ここに関しては、事業者からの申請ということで出されているものですので、当課から事業者に対してこうしてくださいというものではなく、あくまで事業者がおなかの調子を整えるということであれば、先ほど御提示させていただきましたように、難消化性デキストリンでおなかの調子を整えるという文言で、あと一日摂取目安量が定められておりますので、その範囲で記載していることをこちらで確認をして、問題がなければ許可の手続をとるという次第で運用をさせていただいているところです。

○迫委員 そうしますと確認をさせていただきたいのですが、まずは取り下げの部分です。数字の取り違い、または不都合な点を発見した。その内容等については消費者庁では細かくは確認されていない。届け出ということでありますので審査があるわけではないということからすると、そこは確認をしない。これは例えば1つの例として今後あるかもしれないのですが、有識者が論文等々を確認した上で問題があるという指摘があったようなときに、それはどのように扱われるのかということを追加でもう一つ教えていただきたい。

一緒にお話させていただいてしまいますけれども、いわゆる規格基準型の特保は基準が決まっているのですが、機能性表示食品で例えば難消化性デキストリンを入れた製品が大分ふえています。オリゴ糖も大分出ていますけれども、それは特保でなくても事業者がそれを機能性表示食品として届出をすれば、含有量などに関係なくそれでできるというシステムだと考えてよろしいでしょうか。

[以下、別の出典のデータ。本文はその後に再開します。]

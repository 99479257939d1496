//! Dense eigendecomposition of rate-transfer matrices.
//!
//! A rate matrix is tridiagonal with non-negative couplings `c_k` (below the
//! diagonal) and `r_{k+1}` (above it). The diagonal similarity with
//! `d_{k+1} / d_k = sqrt(c_k / r_{k+1})` turns it into a symmetric
//! tridiagonal matrix with couplings `sqrt(c_k r_{k+1})`; where a coupling
//! vanishes the matrix is block triangular and the symmetric form shares
//! the block spectra. Eigenvalues therefore come from a symmetric solver
//! and are real.
//!
//! The scaling itself is never applied, since `d` can span hundreds of
//! decades at cold nodes. Each eigenvector is instead recovered from the
//! original matrix by a twisted factorization of `A - λI`, which leaves a
//! residual at rounding level in every column.

use nalgebra::{DMatrix, DVector, SymmetricEigen};

/// Eigenvalues ascending, matching eigenvector columns, and their inverse.
#[derive(Debug, Clone, PartialEq)]
pub struct Eigensystem {
    pub eigenvalues: DVector<f64>,
    pub eigenvectors: DMatrix<f64>,
    pub inverse: DMatrix<f64>,
}

const MAX_QR_ITERATIONS: usize = 10_000;

/// Rescale a partial eigenvector once its entries grow past this.
const GROWTH_LIMIT: f64 = 1e100;

/// Decompose `a` so that `a * eigenvectors ≈ eigenvectors * diag(eigenvalues)`.
///
/// `a` must be tridiagonal with non-negative off-diagonal entries, as built
/// by [`rate_matrix`](crate::matrix::rate_matrix). Eigenvalues are sorted
/// ascending. Each eigenvector has unit Euclidean norm and its
/// largest-magnitude component positive.
pub fn decompose(a: &DMatrix<f64>) -> Result<Eigensystem, String> {
    let n = a.nrows();
    if n == 0 || n != a.ncols() {
        return Err(format!("matrix must be square and non-empty, got {}x{}", n, a.ncols()));
    }
    if a.iter().any(|v| !v.is_finite()) {
        return Err("matrix has non-finite entries".into());
    }
    let bands = Bands::from_matrix(a)?;

    let mut eigenvalues: Vec<f64> =
        SymmetricEigen::try_new(bands.symmetric(), f64::EPSILON, MAX_QR_ITERATIONS)
            .ok_or_else(|| "symmetric QR iteration did not converge".to_string())?
            .eigenvalues
            .iter()
            .copied()
            .collect();
    eigenvalues.sort_by(f64::total_cmp);

    let tiny = (f64::EPSILON * a.amax()).max(f64::MIN_POSITIVE);
    let mut eigenvectors = DMatrix::zeros(n, n);
    for (j, &lambda) in eigenvalues.iter().enumerate() {
        // equal eigenvalues take distinct twist positions
        let rank = eigenvalues[..j]
            .iter()
            .filter(|&&mu| (lambda - mu).abs() <= tiny)
            .count();
        let mut v = bands.eigenvector(lambda, tiny, rank);
        let norm = v.norm();
        if norm > 0.0 && norm.is_finite() {
            v /= norm;
        }
        if v[v.iamax()] < 0.0 {
            v.neg_mut();
        }
        eigenvectors.set_column(j, &v);
    }

    let inverse = eigenvectors
        .clone()
        .try_inverse()
        .ok_or_else(|| "eigenvector matrix is singular".to_string())?;
    if inverse.iter().any(|x| !x.is_finite()) {
        return Err("eigenvector inverse has non-finite entries".into());
    }

    Ok(Eigensystem {
        eigenvalues: DVector::from_vec(eigenvalues),
        eigenvectors,
        inverse,
    })
}

/// The three bands of a tridiagonal matrix.
struct Bands {
    diag: Vec<f64>,
    /// `a[(k + 1, k)]`
    lower: Vec<f64>,
    /// `a[(k, k + 1)]`
    upper: Vec<f64>,
}

impl Bands {
    fn from_matrix(a: &DMatrix<f64>) -> Result<Self, String> {
        let n = a.nrows();
        for j in 0..n {
            for i in 0..n {
                if i.abs_diff(j) > 1 && a[(i, j)] != 0.0 {
                    return Err(format!("entry ({i}, {j}) lies outside the tridiagonal band"));
                }
            }
        }
        let lower: Vec<f64> = (1..n).map(|k| a[(k, k - 1)]).collect();
        let upper: Vec<f64> = (1..n).map(|k| a[(k - 1, k)]).collect();
        if let Some(k) = (0..lower.len()).find(|&k| lower[k] < 0.0 || upper[k] < 0.0) {
            return Err(format!("negative coupling between states {k} and {}", k + 1));
        }
        Ok(Self {
            diag: (0..n).map(|k| a[(k, k)]).collect(),
            lower,
            upper,
        })
    }

    /// Symmetric tridiagonal matrix with the same spectrum.
    fn symmetric(&self) -> DMatrix<f64> {
        let n = self.diag.len();
        let mut s = DMatrix::from_diagonal(&DVector::from_column_slice(&self.diag));
        for k in 0..n - 1 {
            // split the square root so tiny products cannot underflow
            let coupling = self.lower[k].sqrt() * self.upper[k].sqrt();
            s[(k + 1, k)] = coupling;
            s[(k, k + 1)] = coupling;
        }
        s
    }

    /// Null vector of `A - λI` from a twisted factorization.
    ///
    /// The forward and backward pivot sequences meet at the twist index with
    /// the smallest defect, where the only non-zero residual entry sits.
    /// `rank` picks the next best twist for repeated eigenvalues.
    fn eigenvector(&self, lambda: f64, tiny: f64, rank: usize) -> DVector<f64> {
        let n = self.diag.len();
        let guard = |x: f64| if x.abs() < tiny { tiny.copysign(x) } else { x };
        let shifted: Vec<f64> = self.diag.iter().map(|d| d - lambda).collect();

        let mut top = vec![0.0; n];
        top[0] = shifted[0];
        for k in 1..n {
            top[k] = shifted[k] - self.lower[k - 1] * self.upper[k - 1] / guard(top[k - 1]);
        }
        let mut bottom = vec![0.0; n];
        bottom[n - 1] = shifted[n - 1];
        for k in (0..n - 1).rev() {
            bottom[k] = shifted[k] - self.upper[k] * self.lower[k] / guard(bottom[k + 1]);
        }

        let defect = |k: usize| (top[k] + bottom[k] - shifted[k]).abs();
        let mut twists: Vec<usize> = (0..n).collect();
        twists.sort_by(|&i, &j| defect(i).total_cmp(&defect(j)));
        let t = twists[rank.min(n - 1)];

        let mut z = DVector::zeros(n);
        z[t] = 1.0;
        for k in (0..t).rev() {
            z[k] = -self.upper[k] * z[k + 1] / guard(top[k]);
            if z[k].abs() > GROWTH_LIMIT {
                z /= GROWTH_LIMIT;
            }
        }
        for k in t + 1..n {
            z[k] = -self.lower[k - 1] * z[k - 1] / guard(bottom[k]);
            if z[k].abs() > GROWTH_LIMIT {
                z /= GROWTH_LIMIT;
            }
        }
        z
    }
}

#[cfg(test)]
mod tests {
    use super::*;
    use crate::matrix::rate_matrix;

    fn residual(a: &DMatrix<f64>, sys: &Eigensystem) -> f64 {
        let lhs = a * &sys.eigenvectors;
        let rhs = &sys.eigenvectors * DMatrix::from_diagonal(&sys.eigenvalues);
        (lhs - rhs).amax()
    }

    fn spectral_step(sys: &Eigensystem, tau: f64, f0: &DVector<f64>) -> DVector<f64> {
        let decay = sys.eigenvalues.map(|l| (l * tau).exp());
        &sys.eigenvectors * DMatrix::from_diagonal(&decay) * (&sys.inverse * f0)
    }

    /// Carbon at 10^4 K: rates from 1e-8 down past 1e-250.
    fn cold_carbon() -> DMatrix<f64> {
        let c = [1.47e-8, 2.22e-15, 4.83e-25, 5.40e-38, 9.14e-184, 6.61e-260, 0.0];
        let r = [0.0, 2.60e-13, 2.74e-12, 1.09e-11, 2.90e-11, 6.19e-11, 1.15e-10];
        rate_matrix(&c, &r)
    }

    #[test]
    fn two_state_spectrum() {
        let a = rate_matrix(&[2.0, 0.0], &[0.0, 3.0]);
        let sys = decompose(&a).unwrap();
        assert!((sys.eigenvalues[0] + 5.0).abs() < 1e-12);
        assert!(sys.eigenvalues[1].abs() < 1e-12);
        assert!(residual(&a, &sys) < 1e-12);
    }

    #[test]
    fn eigenvalues_are_sorted_ascending() {
        let a = rate_matrix(&[4.0, 1.5, 0.2, 0.0], &[0.0, 0.7, 2.0, 5.0]);
        let sys = decompose(&a).unwrap();
        for w in sys.eigenvalues.as_slice().windows(2) {
            assert!(w[0] <= w[1]);
        }
        assert!(residual(&a, &sys) < 1e-12 * a.amax());
    }

    #[test]
    fn inverse_is_inverse() {
        let a = rate_matrix(&[1e-3, 2e-4, 0.0], &[0.0, 5e-4, 1e-3]);
        let sys = decompose(&a).unwrap();
        let id = &sys.eigenvectors * &sys.inverse;
        assert!((id - DMatrix::identity(3, 3)).amax() < 1e-10);
    }

    #[test]
    fn handles_decoupled_states() {
        // ionization fully frozen out
        let a = rate_matrix(&[0.0, 0.0, 0.0], &[0.0, 2.0, 1.0]);
        let sys = decompose(&a).unwrap();
        assert!(residual(&a, &sys) < 1e-12);
    }

    #[test]
    fn repeated_eigenvalues_keep_independent_vectors() {
        let a = DMatrix::zeros(3, 3);
        let sys = decompose(&a).unwrap();
        assert_eq!(sys.eigenvalues, DVector::zeros(3));
        let id = &sys.eigenvectors * &sys.inverse;
        assert!((id - DMatrix::identity(3, 3)).amax() < 1e-12);
    }

    #[test]
    fn columns_are_unit_norm() {
        let a = rate_matrix(&[3.0, 1.0, 0.0], &[0.0, 1.0, 4.0]);
        let sys = decompose(&a).unwrap();
        for col in sys.eigenvectors.column_iter() {
            assert!((col.norm() - 1.0).abs() < 1e-12);
        }
    }

    #[test]
    fn wide_dynamic_range_keeps_rounding_level_residual() {
        let a = cold_carbon();
        let sys = decompose(&a).unwrap();
        assert!(
            residual(&a, &sys) <= 1e-12 * a.amax(),
            "residual {:e}",
            residual(&a, &sys)
        );
        assert!(sys.eigenvalues[6].abs() <= 1e-12 * a.amax());
        let id = &sys.eigenvectors * &sys.inverse;
        assert!((id - DMatrix::identity(7, 7)).amax() < 1e-10);
    }

    #[test]
    fn wide_dynamic_range_matches_matrix_exponential() {
        let a = cold_carbon();
        let sys = decompose(&a).unwrap();
        for tau in [1e11, 1e12, 1e13] {
            for start in [0, 3, 6] {
                let mut f0 = DVector::zeros(7);
                f0[start] = 1.0;
                let spectral = spectral_step(&sys, tau, &f0);
                let exact = (&a * tau).exp() * &f0;
                let gap = (spectral - exact).amax();
                assert!(gap < 1e-10, "tau {tau:e} from state {start}: gap {gap:e}");
            }
        }
    }

    #[test]
    fn rejects_non_square() {
        let a = DMatrix::<f64>::zeros(2, 3);
        assert!(decompose(&a).is_err());
    }

    #[test]
    fn rejects_negative_coupling() {
        let a = DMatrix::from_row_slice(2, 2, &[0.0, -1.0, 1.0, 0.0]);
        assert!(decompose(&a).is_err());
    }

    #[test]
    fn rejects_entries_outside_the_band() {
        let mut a = rate_matrix(&[1.0, 1.0, 0.0], &[0.0, 1.0, 1.0]);
        a[(2, 0)] = 0.5;
        assert!(decompose(&a).is_err());
    }
}
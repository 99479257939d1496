//! Eigenvalue rate tables for non-equilibrium ionization.
//!
//! For each element the linear rate-transfer matrix `A(T)` couples charge
//! state `k` to its neighbours through ionization and recombination. Along a
//! temperature grid this crate precomputes, once per node:
//!
//! - eigenvalues `λ` sorted ascending, and eigenvectors `V` with `A V = V diag(λ)`
//! - the inverse `V⁻¹`
//! - the equilibrium charge-state distribution, by direct recursive elimination
//!
//! The resulting [`RateTable`] is immutable. Lookups are pure functions of
//! the query temperature or grid index; temperatures outside the grid clamp
//! to the nearest boundary node and emit a `tracing` warning.

pub mod eigen;
pub mod equilibrium;
pub mod error;
pub mod matrix;
pub mod table;

pub use eigen::{Eigensystem, decompose};
pub use equilibrium::equilibrium_distribution;
pub use error::{TableError, TableResult};
pub use matrix::rate_matrix;
pub use table::{Boundary, GridIndex, GridQuery, RateTable, TableEntry};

○消費者庁赤崎課長 ただいまの2点につきまして御回答をさせていただきます。

1点目の機能性表示食品制度のいわば事後規制に関する御指摘でございますけれども、基本は届出いただいた書類は消費者庁としては届出という趣旨に鑑みて、外形的なところを中心にチェックをいたします。ただ、気づきの点につきまして事業者様からいただいたものをそのままウエブサイトに載せるのではなくて、いろいろな確認をさせていただいて、所要の修正をさせていただいております。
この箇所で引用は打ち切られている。